It would also have been a good idea to check which gardens were open today and which tomorrow ....
Nonetheless, I had a lovely afternoon!
My adventure began as I left the Underground station at Gloucester Road. I loved the architecture there. I walked towards Earl’s Court via Hereford Square (which wasn’t open) and Bina Gardens East (which was). A delightful small hidden garden between apartment blocks. The planting was lovely with surprising twists and turns along the pathways. And these roses smelled like roses should – that old ‘Attar of Roses’ scent, something like Turkish Delight. From here I walked towards Earl’s Court, the sun came out for what seems like the first time for ages and I was glad of the small bottle of water I had brought with me. Lovely old buildings along the way, often with their own lovely and well tended gardens to see.

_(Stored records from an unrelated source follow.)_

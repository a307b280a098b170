use super::UserId;
use serde::{Deserialize, Serialize};

pub type ChannelId = String;

/// A channel record. Only the direct-message kinds are modelled.
#[derive(Debug, Clone, PartialEq, Serialize, Deserialize)]
#[serde(tag = "channel_type")]
pub enum Channel {
    /// Personal "Saved Notes" channel
    SavedMessages {
        #[serde(rename = "_id")]
        id: ChannelId,
        user: UserId,
    },
    /// Direct message channel between two users
    DirectMessage {
        #[serde(rename = "_id")]
        id: ChannelId,
        active: bool,
        recipients: Vec<UserId>,
        #[serde(skip_serializing_if = "Option::is_none")]
        last_message_id: Option<String>,
    },
}

/// Payload for creating the channel between two users.
///
/// `user_a == user_b` describes the user's saved messages channel.
#[derive(Debug, Clone)]
pub struct ChannelCreate {
    pub user_a: UserId,
    pub user_b: UserId,
}

#[derive(Debug, Clone)]
pub enum ChannelQuery {
    /// The direct channel between two users, in either order.
    DirectMessage { user_a: UserId, user_b: UserId },
    /// Every direct channel a user takes part in.
    Participant(UserId),
}

impl Channel {
    pub fn id(&self) -> &ChannelId {
        match self {
            Channel::SavedMessages { id, .. } | Channel::DirectMessage { id, .. } => id,
        }
    }

    pub fn includes(&self, user: &str) -> bool {
        match self {
            Channel::SavedMessages { user: owner, .. } => owner == user,
            Channel::DirectMessage { recipients, .. } => recipients.iter().any(|r| r == user),
        }
    }

    /// Whether this is the direct channel between `user_a` and `user_b`.
    pub fn connects(&self, user_a: &str, user_b: &str) -> bool {
        match self {
            Channel::SavedMessages { user, .. } => user == user_a && user == user_b,
            Channel::DirectMessage { recipients, .. } => {
                user_a != user_b
                    && recipients.len() == 2
                    && self.includes(user_a)
                    && self.includes(user_b)
            }
        }
    }
}

impl ChannelCreate {
    pub fn into_channel(self, id: ChannelId) -> Channel {
        if self.user_a == self.user_b {
            Channel::SavedMessages {
                id,
                user: self.user_a,
            }
        } else {
            Channel::DirectMessage {
                id,
                active: true,
                recipients: vec![self.user_a, self.user_b],
                last_message_id: None,
            }
        }
    }
}

#[cfg(test)]
mod tests {
    use super::*;

    fn create(a: &str, b: &str) -> ChannelCreate {
        ChannelCreate {
            user_a: a.into(),
            user_b: b.into(),
        }
    }

    #[test]
    fn test_direct_message_shape() {
        let channel = create("A", "B").into_channel("C1".into());
        let value = serde_json::to_value(&channel).unwrap();

        assert_eq!(value["channel_type"], "DirectMessage");
        assert_eq!(value["_id"], "C1");
        assert_eq!(value["active"], true);
        assert_eq!(value["recipients"], serde_json::json!(["A", "B"]));
        assert!(value.get("last_message_id").is_none());
    }

    #[test]
    fn test_same_user_builds_saved_messages() {
        let channel = create("A", "A").into_channel("C2".into());
        assert!(matches!(channel, Channel::SavedMessages { ref user, .. } if user == "A"));
        assert!(channel.connects("A", "A"));
        assert!(!channel.connects("A", "B"));
    }

    #[test]
    fn test_connects_ignores_order() {
        let channel = create("A", "B").into_channel("C3".into());
        assert!(channel.connects("B", "A"));
        assert!(!channel.connects("A", "A"));
        assert!(!channel.connects("A", "C"));
    }
}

I visited Earl’s Court Square itself and paused for a picnic of pork pie and bread pudding. Then on to the garden of K + K Hotel George – what a gem, a smallish space but so imaginatively used, and (as one fellow visitor remarked) they haven’t mucked it about too much, left it simple. From here to Nevern Square. This was a more formal space, with an interesting history and a nice place to sit in the sun for a while.
I caught the tube to Knightsbridge then. The bit of the Piccadilly line between South Kensington and Knightsbridge feels a bit like a funfair ride! It never ceases to amaze me how many people in London are pulling wheelie cases along. I suppose it’s the same in every city.
I walked the length of Sloane Street – very full of beautiful people it was as well. They are almost like floral creations themselves, fragrant and rosy cheeked, flushed with successful shopping in gorgeous looking shops.
In Cadogan Square I found myself in a garden party with children dancing to a 1950s style band. The 1950s is all the rage at the moment isn’t it? I treated myself to a Pimms and a sit on the lawn to listen to the band. This was one of my three favourite gardens of the day I think. The planting was just gorgeous with some formal open space and some hidden spots as well. I like the way you can strike up conversations as well, like the two ladies who, like me found it hard to find the entrance (errm London Garden organisers: some arrows on your signs would be good next year please).
I was hoping to make it as far as the Chelsea Physic Garden but my watch told me that wasn’t likely so that’s one for another time. Instead I headed to the Victoria and Albert Museum’s courtyard garden (and their wonderful loos – try them if you haven’t ever) and then the finale which I think really stole my heart: the wildlife garden at the Natural History Museum – complete with live bats in a special place for viewing. I love bats. They also had the best value cuppa and slice of carrot cake in London – at £1.50 how could I resist?
I walked back to South Kensington station and thence to Victoria and home. Tired but happy. What a great city – who could ever say London is grey!